PROBLEM: Take the entries below and return them unchanged.

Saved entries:
....

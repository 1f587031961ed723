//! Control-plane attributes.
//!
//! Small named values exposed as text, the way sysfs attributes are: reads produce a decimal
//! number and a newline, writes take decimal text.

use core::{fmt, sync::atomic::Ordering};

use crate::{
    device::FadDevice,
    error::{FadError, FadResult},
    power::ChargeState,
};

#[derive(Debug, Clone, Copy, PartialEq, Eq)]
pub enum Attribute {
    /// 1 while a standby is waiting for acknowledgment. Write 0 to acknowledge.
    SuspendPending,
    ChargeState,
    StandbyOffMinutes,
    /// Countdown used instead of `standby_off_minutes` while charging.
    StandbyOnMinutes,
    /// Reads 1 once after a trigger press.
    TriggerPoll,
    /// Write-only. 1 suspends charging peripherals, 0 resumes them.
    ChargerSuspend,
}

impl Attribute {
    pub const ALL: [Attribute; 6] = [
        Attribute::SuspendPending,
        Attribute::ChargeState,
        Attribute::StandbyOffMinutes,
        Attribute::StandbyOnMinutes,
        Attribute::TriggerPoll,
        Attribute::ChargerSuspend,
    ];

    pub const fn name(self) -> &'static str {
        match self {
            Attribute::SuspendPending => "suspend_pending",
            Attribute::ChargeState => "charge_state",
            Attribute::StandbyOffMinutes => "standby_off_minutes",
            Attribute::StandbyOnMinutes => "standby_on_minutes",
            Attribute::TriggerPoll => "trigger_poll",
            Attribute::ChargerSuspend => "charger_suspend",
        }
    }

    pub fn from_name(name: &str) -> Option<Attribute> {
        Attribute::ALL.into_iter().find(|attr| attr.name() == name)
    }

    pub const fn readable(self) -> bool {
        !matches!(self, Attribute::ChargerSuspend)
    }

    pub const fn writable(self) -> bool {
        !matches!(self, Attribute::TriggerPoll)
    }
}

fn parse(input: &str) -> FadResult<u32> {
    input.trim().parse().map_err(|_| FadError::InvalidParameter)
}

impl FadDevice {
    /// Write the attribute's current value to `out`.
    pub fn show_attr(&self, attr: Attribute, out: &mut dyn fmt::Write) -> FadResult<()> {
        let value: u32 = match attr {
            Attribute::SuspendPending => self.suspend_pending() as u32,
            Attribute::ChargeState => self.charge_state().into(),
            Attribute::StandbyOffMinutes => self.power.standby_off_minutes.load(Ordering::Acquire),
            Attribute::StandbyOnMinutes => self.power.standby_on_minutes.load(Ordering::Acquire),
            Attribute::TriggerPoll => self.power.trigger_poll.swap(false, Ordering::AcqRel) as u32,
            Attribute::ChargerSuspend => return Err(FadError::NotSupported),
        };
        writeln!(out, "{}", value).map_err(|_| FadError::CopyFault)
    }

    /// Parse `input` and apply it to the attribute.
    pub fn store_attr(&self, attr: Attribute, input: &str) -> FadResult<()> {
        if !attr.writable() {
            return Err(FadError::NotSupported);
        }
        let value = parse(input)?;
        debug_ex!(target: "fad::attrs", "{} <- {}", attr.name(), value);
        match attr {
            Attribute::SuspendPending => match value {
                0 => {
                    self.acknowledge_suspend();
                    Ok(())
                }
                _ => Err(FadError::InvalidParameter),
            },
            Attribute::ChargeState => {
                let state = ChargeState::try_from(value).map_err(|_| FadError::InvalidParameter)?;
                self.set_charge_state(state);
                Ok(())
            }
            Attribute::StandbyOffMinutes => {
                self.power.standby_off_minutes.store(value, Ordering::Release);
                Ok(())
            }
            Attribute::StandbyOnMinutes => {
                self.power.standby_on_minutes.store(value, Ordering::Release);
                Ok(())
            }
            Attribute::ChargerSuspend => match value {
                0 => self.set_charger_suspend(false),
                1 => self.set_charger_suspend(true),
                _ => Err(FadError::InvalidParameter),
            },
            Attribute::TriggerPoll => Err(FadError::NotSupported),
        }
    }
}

....

SOLUTION TO THE EXERCISE:
repository 1f587031961ed723
//! Control-plane attributes.
//!
//! Small named values exposed as text, the way sysfs attributes are: reads produce a decimal
//! number and a newline, writes take decimal text.

use core::{fmt, sync::atomic::Ordering};

use crate::{
    device::FadDevice,
    error::{FadError, FadResult},
    power::ChargeState,
};

#[derive(Debug, Clone, Copy, PartialEq, Eq)]
pub enum Attribute {
    /// 1 while a standby is waiting for acknowledgment. Write 0 to acknowledge.
    SuspendPending,
    ChargeState,
    StandbyOffMinutes,
    /// Countdown used instead of `standby_off_minutes` while charging.
    StandbyOnMinutes,
    /// Reads 1 once after a trigger press.
    TriggerPoll,
    /// Write-only. 1 suspends charging peripherals, 0 resumes them.
    ChargerSuspend,
}

impl Attribute {
    pub const ALL: [Attribute; 6] = [
        Attribute::SuspendPending,
        Attribute::ChargeState,
        Attribute::StandbyOffMinutes,
        Attribute::StandbyOnMinutes,
        Attribute::TriggerPoll,
        Attribute::ChargerSuspend,
    ];

    pub const fn name(self) -> &'static str {
        match self {
            Attribute::SuspendPending => "suspend_pending",
            Attribute::ChargeState => "charge_state",
            Attribute::StandbyOffMinutes => "standby_off_minutes",
            Attribute::StandbyOnMinutes => "standby_on_minutes",
            Attribute::TriggerPoll => "trigger_poll",
            Attribute::ChargerSuspend => "charger_suspend",
        }
    }

    pub fn from_name(name: &str) -> Option<Attribute> {
        Attribute::ALL.into_iter().find(|attr| attr.name() == name)
    }

    pub const fn readable(self) -> bool {
        !matches!(self, Attribute::ChargerSuspend)
    }

    pub const fn writable(self) -> bool {
        !matches!(self, Attribute::TriggerPoll)
    }
}

fn parse(input: &str) -> FadResult<u32> {
    input.trim().parse().map_err(|_| FadError::InvalidParameter)
}

impl FadDevice {
    /// Write the attribute's current value to `out`.
    pub fn show_attr(&self, attr: Attribute, out: &mut dyn fmt::Write) -> FadResult<()> {
        let value: u32 = match attr {
            Attribute::SuspendPending => self.suspend_pending() as u32,
            Attribute::ChargeState => self.charge_state().into(),
            Attribute::StandbyOffMinutes => self.power.standby_off_minutes.load(Ordering::Acquire),
            Attribute::StandbyOnMinutes => self.power.standby_on_minutes.load(Ordering::Acquire),
            Attribute::TriggerPoll => self.power.trigger_poll.swap(false, Ordering::AcqRel) as u32,
            Attribute::ChargerSuspend => return Err(FadError::NotSupported),
        };
        writeln!(out, "{}", value).map_err(|_| FadError::CopyFault)
    }

    /// Parse `input` and apply it to the attribute.
    pub fn store_attr(&self, attr: Attribute, input: &str) -> FadResult<()> {
        if !attr.writable() {
            return Err(FadError::NotSupported);
        }
        let value = parse(input)?;
        debug_ex!(target: "fad::attrs", "{} <- {}", attr.name(), value);
        match attr {
            Attribute::SuspendPending => match value {
                0 => {
                    self.acknowledge_suspend();
                    Ok(())
                }
                _ => Err(FadError::InvalidParameter),
            },
            Attribute::ChargeState => {
                let state = ChargeState::try_from(value).map_err(|_| FadError::InvalidParameter)?;
                self.set_charge_state(state);
                Ok(())
            }
            Attribute::StandbyOffMinutes => {
                self.power.standby_off_minutes.store(value, Ordering::Release);
                Ok(())
            }
            Attribute::StandbyOnMinutes => {
                self.power.standby_on_minutes.store(value, Ordering::Release);
                Ok(())
            }
            Attribute::ChargerSuspend => match value {
                0 => self.set_charger_suspend(false),
                1 => self.set_charger_suspend(true),
                _ => Err(FadError::InvalidParameter),
            },
            Attribute::TriggerPoll => Err(FadError::NotSupported),
        }
    }
}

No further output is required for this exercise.